What is being asked:
Between the line containing "perspective — the value" and the line containing "let pair_bonus = evaluate(&with_pair)" lies a run of lines; give that run again exactly, with both of those lines, and nothing else from the entries below.

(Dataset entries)
###

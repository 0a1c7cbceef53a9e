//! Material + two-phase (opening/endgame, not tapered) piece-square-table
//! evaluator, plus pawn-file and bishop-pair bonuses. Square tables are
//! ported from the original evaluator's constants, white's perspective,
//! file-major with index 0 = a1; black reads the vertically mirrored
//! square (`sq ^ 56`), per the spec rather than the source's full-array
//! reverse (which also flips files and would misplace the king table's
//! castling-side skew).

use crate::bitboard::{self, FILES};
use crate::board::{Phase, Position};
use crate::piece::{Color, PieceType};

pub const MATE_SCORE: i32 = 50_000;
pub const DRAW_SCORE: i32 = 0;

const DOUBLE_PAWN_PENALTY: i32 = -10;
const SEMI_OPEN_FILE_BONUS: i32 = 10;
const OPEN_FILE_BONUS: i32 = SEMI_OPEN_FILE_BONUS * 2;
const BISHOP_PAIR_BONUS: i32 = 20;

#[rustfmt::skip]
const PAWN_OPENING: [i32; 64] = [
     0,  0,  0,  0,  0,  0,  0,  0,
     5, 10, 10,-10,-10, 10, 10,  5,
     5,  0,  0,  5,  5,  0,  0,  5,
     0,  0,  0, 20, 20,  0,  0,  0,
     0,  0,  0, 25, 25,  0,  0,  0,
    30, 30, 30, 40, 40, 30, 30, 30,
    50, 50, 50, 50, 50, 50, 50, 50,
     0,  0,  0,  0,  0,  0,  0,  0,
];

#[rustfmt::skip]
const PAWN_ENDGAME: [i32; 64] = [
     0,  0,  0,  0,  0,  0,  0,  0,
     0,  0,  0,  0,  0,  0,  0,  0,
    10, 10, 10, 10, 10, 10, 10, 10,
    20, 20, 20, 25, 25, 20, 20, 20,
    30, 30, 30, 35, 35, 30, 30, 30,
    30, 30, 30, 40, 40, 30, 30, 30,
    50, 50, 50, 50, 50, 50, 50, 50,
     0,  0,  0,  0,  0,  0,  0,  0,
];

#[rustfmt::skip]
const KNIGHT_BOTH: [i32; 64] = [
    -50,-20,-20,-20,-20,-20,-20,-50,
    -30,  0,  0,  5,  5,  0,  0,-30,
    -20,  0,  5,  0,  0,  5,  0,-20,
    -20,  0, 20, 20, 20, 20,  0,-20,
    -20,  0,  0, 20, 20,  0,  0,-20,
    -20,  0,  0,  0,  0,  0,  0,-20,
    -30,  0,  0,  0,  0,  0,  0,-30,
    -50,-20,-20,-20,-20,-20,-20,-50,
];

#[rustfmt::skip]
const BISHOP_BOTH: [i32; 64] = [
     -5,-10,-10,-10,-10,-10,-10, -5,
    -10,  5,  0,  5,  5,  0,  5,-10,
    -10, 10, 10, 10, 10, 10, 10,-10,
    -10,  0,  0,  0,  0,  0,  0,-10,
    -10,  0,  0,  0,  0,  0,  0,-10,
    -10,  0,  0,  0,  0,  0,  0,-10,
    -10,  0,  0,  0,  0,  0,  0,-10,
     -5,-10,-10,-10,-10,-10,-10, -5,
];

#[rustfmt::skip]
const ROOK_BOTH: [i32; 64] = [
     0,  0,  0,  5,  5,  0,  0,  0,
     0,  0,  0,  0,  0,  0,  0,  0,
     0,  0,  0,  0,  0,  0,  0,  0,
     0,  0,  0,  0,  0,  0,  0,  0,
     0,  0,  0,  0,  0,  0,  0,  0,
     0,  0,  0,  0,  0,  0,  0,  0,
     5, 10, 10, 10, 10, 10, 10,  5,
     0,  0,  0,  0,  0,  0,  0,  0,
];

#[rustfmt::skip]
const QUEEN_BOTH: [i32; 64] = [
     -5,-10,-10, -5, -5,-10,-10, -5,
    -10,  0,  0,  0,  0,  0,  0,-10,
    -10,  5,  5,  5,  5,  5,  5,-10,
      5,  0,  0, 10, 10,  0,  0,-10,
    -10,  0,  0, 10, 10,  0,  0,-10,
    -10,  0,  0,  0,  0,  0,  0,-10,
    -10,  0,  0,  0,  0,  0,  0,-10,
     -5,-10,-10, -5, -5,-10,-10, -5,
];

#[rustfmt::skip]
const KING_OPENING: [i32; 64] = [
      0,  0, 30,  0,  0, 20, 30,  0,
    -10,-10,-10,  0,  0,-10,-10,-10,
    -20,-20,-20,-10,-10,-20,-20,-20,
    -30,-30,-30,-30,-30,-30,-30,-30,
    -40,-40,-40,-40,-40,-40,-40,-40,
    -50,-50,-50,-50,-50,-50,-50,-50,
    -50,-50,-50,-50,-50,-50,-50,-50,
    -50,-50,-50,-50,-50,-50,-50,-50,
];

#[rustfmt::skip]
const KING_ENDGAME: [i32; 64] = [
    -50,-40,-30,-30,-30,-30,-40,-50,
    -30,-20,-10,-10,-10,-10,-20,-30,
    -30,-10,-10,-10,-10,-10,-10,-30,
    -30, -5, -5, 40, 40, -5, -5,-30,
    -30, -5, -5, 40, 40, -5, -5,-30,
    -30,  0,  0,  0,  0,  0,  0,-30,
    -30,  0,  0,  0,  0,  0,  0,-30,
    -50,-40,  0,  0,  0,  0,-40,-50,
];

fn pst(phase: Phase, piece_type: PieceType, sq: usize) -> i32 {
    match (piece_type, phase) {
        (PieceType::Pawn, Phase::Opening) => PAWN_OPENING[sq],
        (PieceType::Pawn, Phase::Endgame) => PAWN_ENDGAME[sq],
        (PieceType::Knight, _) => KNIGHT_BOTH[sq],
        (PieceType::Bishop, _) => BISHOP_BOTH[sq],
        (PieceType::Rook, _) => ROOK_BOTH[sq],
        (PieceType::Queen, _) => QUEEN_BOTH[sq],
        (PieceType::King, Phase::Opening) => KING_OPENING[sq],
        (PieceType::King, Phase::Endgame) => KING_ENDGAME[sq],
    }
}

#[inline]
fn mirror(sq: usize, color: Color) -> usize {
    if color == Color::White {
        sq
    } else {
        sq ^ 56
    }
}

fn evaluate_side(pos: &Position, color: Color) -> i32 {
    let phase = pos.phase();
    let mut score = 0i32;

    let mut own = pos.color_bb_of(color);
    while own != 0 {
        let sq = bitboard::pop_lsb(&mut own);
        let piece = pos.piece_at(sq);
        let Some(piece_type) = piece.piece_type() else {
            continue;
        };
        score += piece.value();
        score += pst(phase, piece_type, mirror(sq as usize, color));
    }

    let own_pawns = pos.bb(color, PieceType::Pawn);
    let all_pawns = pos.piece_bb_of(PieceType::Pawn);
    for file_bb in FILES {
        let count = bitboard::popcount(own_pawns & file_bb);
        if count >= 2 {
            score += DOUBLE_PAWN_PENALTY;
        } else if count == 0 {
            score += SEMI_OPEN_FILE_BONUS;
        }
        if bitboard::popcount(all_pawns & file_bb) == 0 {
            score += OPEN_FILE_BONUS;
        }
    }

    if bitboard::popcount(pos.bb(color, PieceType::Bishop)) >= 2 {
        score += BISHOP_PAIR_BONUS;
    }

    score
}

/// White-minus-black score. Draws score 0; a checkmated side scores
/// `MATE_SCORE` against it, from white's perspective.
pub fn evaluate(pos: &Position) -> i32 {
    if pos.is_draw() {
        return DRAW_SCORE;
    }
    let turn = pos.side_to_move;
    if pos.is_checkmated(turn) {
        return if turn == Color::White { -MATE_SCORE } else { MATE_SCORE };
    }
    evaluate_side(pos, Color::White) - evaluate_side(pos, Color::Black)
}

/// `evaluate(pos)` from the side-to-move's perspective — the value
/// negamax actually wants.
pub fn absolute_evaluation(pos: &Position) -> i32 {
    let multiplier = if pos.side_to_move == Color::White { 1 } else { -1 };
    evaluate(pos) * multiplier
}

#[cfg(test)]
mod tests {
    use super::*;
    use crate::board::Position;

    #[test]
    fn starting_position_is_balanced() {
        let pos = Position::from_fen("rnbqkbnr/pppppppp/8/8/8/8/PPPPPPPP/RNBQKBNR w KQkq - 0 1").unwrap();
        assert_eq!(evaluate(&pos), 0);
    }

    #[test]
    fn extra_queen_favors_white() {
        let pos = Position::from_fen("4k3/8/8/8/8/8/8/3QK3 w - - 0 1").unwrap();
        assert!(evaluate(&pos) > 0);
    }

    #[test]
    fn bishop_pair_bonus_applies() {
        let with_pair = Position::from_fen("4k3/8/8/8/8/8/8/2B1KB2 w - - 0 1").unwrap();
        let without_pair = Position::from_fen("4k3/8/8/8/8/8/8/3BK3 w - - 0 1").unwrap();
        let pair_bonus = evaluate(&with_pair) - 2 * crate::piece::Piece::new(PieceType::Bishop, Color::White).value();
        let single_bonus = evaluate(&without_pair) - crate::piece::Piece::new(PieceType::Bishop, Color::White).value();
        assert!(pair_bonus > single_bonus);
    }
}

###

Task answer:
/// `evaluate(pos)` from the side-to-move's perspective — the value
/// negamax actually wants.
pub fn absolute_evaluation(pos: &Position) -> i32 {
    let multiplier = if pos.side_to_move == Color::White { 1 } else { -1 };
    evaluate(pos) * multiplier
}

#[cfg(test)]
mod tests {
    use super::*;
    use crate::board::Position;

    #[test]
    fn starting_position_is_balanced() {
        let pos = Position::from_fen("rnbqkbnr/pppppppp/8/8/8/8/PPPPPPPP/RNBQKBNR w KQkq - 0 1").unwrap();
        assert_eq!(evaluate(&pos), 0);
    }

    #[test]
    fn extra_queen_favors_white() {
        let pos = Position::from_fen("4k3/8/8/8/8/8/8/3QK3 w - - 0 1").unwrap();
        assert!(evaluate(&pos) > 0);
    }

    #[test]
    fn bishop_pair_bonus_applies() {
        let with_pair = Position::from_fen("4k3/8/8/8/8/8/8/2B1KB2 w - - 0 1").unwrap();
        let without_pair = Position::from_fen("4k3/8/8/8/8/8/8/3BK3 w - - 0 1").unwrap();
        let pair_bonus = evaluate(&with_pair) - 2 * crate::piece::Piece::new(PieceType::Bishop, Color::White).value();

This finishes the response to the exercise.